**What this task involves**
Where in the entries below does "failed" appear? Copy every line that has it.
[[ Exercise data open ]]
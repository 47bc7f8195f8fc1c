//! Device channel: the write/read boundary in front of the protocol.
//!
//! A [`Device`] plays the role of a character device node. Each
//! [`DeviceHandle`] is one open file: writes feed a single protocol line,
//! and the first read returns a full registry snapshot while later reads
//! return end-of-file.

use std::sync::Arc;

use tracing::{debug, info, warn};

use crate::protocol::{self, ProtocolError, Response};
use crate::registry::{EntryKind, Registry, RegistryError};
use crate::text;

/// Most bytes a single write consumes; the rest of the input is ignored.
pub const MAX_WRITE_LEN: usize = text::MAX_LINE_LEN - 1;

/// Most bytes the records-only channel reads from one submission.
pub const MAX_RECORD_INPUT_LEN: usize = 1023;

/// Listing produced when the registry is empty or nothing else fits.
pub const EMPTY_SNAPSHOT: &str = "[MAPPINGS:0]\n[PATHS:0]\n[PTRACE:0]\n[END]\n";

const END_MARKER: &str = "[END]\n";

// ---------------------------------------------------------------------------
// Errno
// ---------------------------------------------------------------------------

/// Externally visible status codes (Linux errno values).
#[derive(Debug, Clone, Copy, PartialEq, Eq, Hash, thiserror::Error)]
pub enum Errno {
    /// Input could not be copied in.
    #[error("bad address")]
    Fault,
    /// Registry is full.
    #[error("no space left on device")]
    NoSpace,
    /// Staging buffer allocation failed.
    #[error("out of memory")]
    NoMemory,
    /// A string exceeds its fixed bound.
    #[error("argument list too long")]
    TooBig,
    /// Parse or parameter error.
    #[error("invalid argument")]
    Invalid,
    /// Registry operation failed.
    #[error("input/output error")]
    Io,
    /// Unknown command.
    #[error("no such file or directory")]
    NoEntry,
    /// Registry not yet initialized.
    #[error("resource temporarily unavailable")]
    Again,
}

impl Errno {
    /// Positive errno value.
    pub fn code(self) -> i32 {
        match self {
            Self::NoEntry => 2,
            Self::Io => 5,
            Self::TooBig => 7,
            Self::Again => 11,
            Self::NoMemory => 12,
            Self::Fault => 14,
            Self::Invalid => 22,
            Self::NoSpace => 28,
        }
    }

    /// Symbolic name, e.g. `"ENOSPC"`.
    pub fn name(self) -> &'static str {
        match self {
            Self::Fault => "EFAULT",
            Self::NoSpace => "ENOSPC",
            Self::NoMemory => "ENOMEM",
            Self::TooBig => "E2BIG",
            Self::Invalid => "EINVAL",
            Self::Io => "EIO",
            Self::NoEntry => "ENOENT",
            Self::Again => "EAGAIN",
        }
    }

    /// Negated code, as a syscall would return it.
    pub fn status(self) -> i64 {
        i64::from(self.code()).saturating_neg()
    }
}

impl From<&ProtocolError> for Errno {
    fn from(err: &ProtocolError) -> Self {
        match err {
            ProtocolError::Invalid(_) | ProtocolError::Param(_) => Self::Invalid,
            ProtocolError::Unknown(_) => Self::NoEntry,
            ProtocolError::Operation(_) => Self::Io,
            ProtocolError::Record(e) => Self::from(e),
        }
    }
}

impl From<&RegistryError> for Errno {
    fn from(err: &RegistryError) -> Self {
        match err {
            RegistryError::Full { .. } => Self::NoSpace,
            RegistryError::TooLong { .. } => Self::TooBig,
            _ => Self::Invalid,
        }
    }
}

// ---------------------------------------------------------------------------
// Device
// ---------------------------------------------------------------------------

/// The device node. Cheap to share; every [`open`](Self::open) gets its own position.
#[derive(Debug, Clone)]
pub struct Device {
    registry: Arc<Registry>,
}

impl Device {
    /// Front `registry` with a device channel.
    pub fn new(registry: Arc<Registry>) -> Self {
        Self { registry }
    }

    /// Open a new handle with its read position at zero.
    pub fn open(&self) -> DeviceHandle {
        DeviceHandle {
            registry: Arc::clone(&self.registry),
            position: 0,
        }
    }

    /// The registry behind this device.
    pub fn registry(&self) -> &Arc<Registry> {
        &self.registry
    }

    /// Add one data record submitted outside the device node.
    ///
    /// This is the side channel for callers that cannot open the device:
    /// only `MAP:`, `PATH:` and `PTRACE:` records are accepted and `CMD:`
    /// lines are never dispatched. Input is read as a C string of at most
    /// [`MAX_RECORD_INPUT_LEN`] bytes, so it ends at the first NUL, and one
    /// trailing newline is stripped.
    ///
    /// # Errors
    ///
    /// [`Errno::Fault`] for non-UTF-8 input, [`Errno::Invalid`] for `CMD:`
    /// lines and malformed records, and the registry mapping otherwise
    /// ([`Errno::NoSpace`], [`Errno::TooBig`]).
    pub fn ingest_record(&self, input: &[u8]) -> Result<(usize, EntryKind), Errno> {
        let end = input.iter().position(|&b| b == 0).unwrap_or(input.len());
        let bytes = input.get(..end).unwrap_or(input);
        let decoded = text::utf8_prefix(bytes, MAX_RECORD_INPUT_LEN).map_err(|e| {
            warn!(error = %e, "record input is not valid UTF-8");
            Errno::Fault
        })?;
        let line = text::strip_newline(decoded);

        if protocol::is_command(line) {
            warn!(line, "command rejected on records-only channel");
            return Err(Errno::Invalid);
        }

        self.registry.add_parsed(line).map_err(|e| {
            let errno = Errno::from(&e);
            warn!(error = %e, errno = errno.name(), "record rejected");
            errno
        })
    }
}

/// Result of a successful write.
#[derive(Debug, Clone, PartialEq, Eq)]
pub struct WriteOutcome {
    /// Bytes reported as accepted (the full input length).
    pub accepted: usize,
    /// What the protocol did with the line.
    pub response: Response,
}

/// One open file on the [`Device`].
#[derive(Debug)]
pub struct DeviceHandle {
    registry: Arc<Registry>,
    position: usize,
}

impl DeviceHandle {
    /// Write one protocol line; returns the number of bytes accepted.
    ///
    /// # Errors
    ///
    /// See [`write_line`](Self::write_line).
    pub fn write(&self, input: &[u8]) -> Result<usize, Errno> {
        self.write_line(input).map(|outcome| outcome.accepted)
    }

    /// Write one protocol line and keep the protocol's response.
    ///
    /// At most [`MAX_WRITE_LEN`] bytes are consumed and one trailing newline
    /// is stripped; the full input length is reported as accepted.
    ///
    /// # Errors
    ///
    /// [`Errno::Fault`] when the bytes are not UTF-8; otherwise the mapping
    /// of the [`ProtocolError`] (see `From<&ProtocolError> for Errno`).
    pub fn write_line(&self, input: &[u8]) -> Result<WriteOutcome, Errno> {
        let decoded = text::utf8_prefix(input, MAX_WRITE_LEN).map_err(|e| {
            warn!(error = %e, "write input is not valid UTF-8");
            Errno::Fault
        })?;
        let line = text::strip_newline(decoded);
        debug!(line, len = input.len(), "device write");

        match protocol::process_line(&self.registry, line) {
            Ok(response) => {
                if let Response::Added { index, kind } = &response {
                    let status = self.registry.status();
                    info!(
                        index,
                        %kind,
                        total = status.total,
                        mappings = status.path_mappings,
                        paths = status.single_paths,
                        ptrace = status.ptrace_targets,
                        "record added"
                    );
                }
                Ok(WriteOutcome {
                    accepted: input.len(),
                    response,
                })
            }
            Err(e) => {
                let errno = Errno::from(&e);
                warn!(error = %e, errno = errno.name(), "write rejected");
                Err(errno)
            }
        }
    }

    /// Fill `buf` with the registry snapshot.
    ///
    /// Returns the bytes written; once anything has been read from this
    /// handle, further reads return 0.
    ///
    /// # Errors
    ///
    /// [`Errno::Again`] before the registry is initialized and
    /// [`Errno::NoMemory`] if the staging buffer cannot be allocated.
    pub fn read(&mut self, buf: &mut [u8]) -> Result<usize, Errno> {
        if self.position > 0 {
            return Ok(0);
        }
        if !self.registry.is_initialized() {
            warn!("read before registry initialization");
            return Err(Errno::Again);
        }

        let snapshot = render_snapshot(&self.registry, buf.len())?;
        let n = snapshot.len().min(buf.len());
        if let (Some(dst), Some(src)) = (buf.get_mut(..n), snapshot.as_bytes().get(..n)) {
            dst.copy_from_slice(src);
        }
        self.position = self.position.saturating_add(n);

        debug!(bytes = n, "device read");
        Ok(n)
    }

    /// Current read position.
    pub fn position(&self) -> usize {
        self.position
    }
}

// ---------------------------------------------------------------------------
// Snapshot
// ---------------------------------------------------------------------------

/// Appends whole records while they fit in a fixed budget.
struct BoundedWriter {
    out: String,
    limit: usize,
    full: bool,
}

impl BoundedWriter {
    fn new(limit: usize) -> Result<Self, Errno> {
        let mut out = String::new();
        out.try_reserve_exact(limit).map_err(|_| Errno::NoMemory)?;
        Ok(Self {
            out,
            limit,
            full: false,
        })
    }

    /// Append `record` if it fits entirely; otherwise stop all further appends.
    fn push(&mut self, record: &str) -> bool {
        if self.full {
            return false;
        }
        let fits = self
            .out
            .len()
            .checked_add(record.len())
            .is_some_and(|end| end <= self.limit);
        if fits {
            self.out.push_str(record);
        } else {
            self.full = true;
        }
        fits
    }
}

/// Serialize the registry into at most `limit` bytes.
///
/// Records are never split. If nothing fits, or the registry holds no
/// entries, the output is [`EMPTY_SNAPSHOT`] (cut on a line boundary when
/// even that does not fit).
///
/// # Errors
///
/// [`Errno::NoMemory`] when the staging buffer cannot be reserved.
pub fn render_snapshot(registry: &Registry, limit: usize) -> Result<String, Errno> {
    let status = registry.status();
    let mut writer = BoundedWriter::new(limit)?;

    'sections: for kind in EntryKind::ALL {
        let header = format!("[{}:{}]\n", kind.section(), status.count_of(kind));
        if !writer.push(&header) {
            break;
        }

        // A racing teardown ends the listing early.
        let Ok(entries) = registry.entries_of(kind) else {
            break;
        };
        for (_, entry) in entries {
            if !writer.push(&format!("{entry}\n")) {
                break 'sections;
            }
        }
    }
    writer.push(END_MARKER);

    if writer.out.is_empty() || status.total == 0 {
        writer.out.clear();
        writer.full = false;
        for line in EMPTY_SNAPSHOT.split_inclusive('\n') {
            if !writer.push(line) {
                break;
            }
        }
    }

    Ok(writer.out)
}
[[ Exercise data closed ]]
**Response area**
    /// Staging buffer allocation failed.
    /// Registry operation failed.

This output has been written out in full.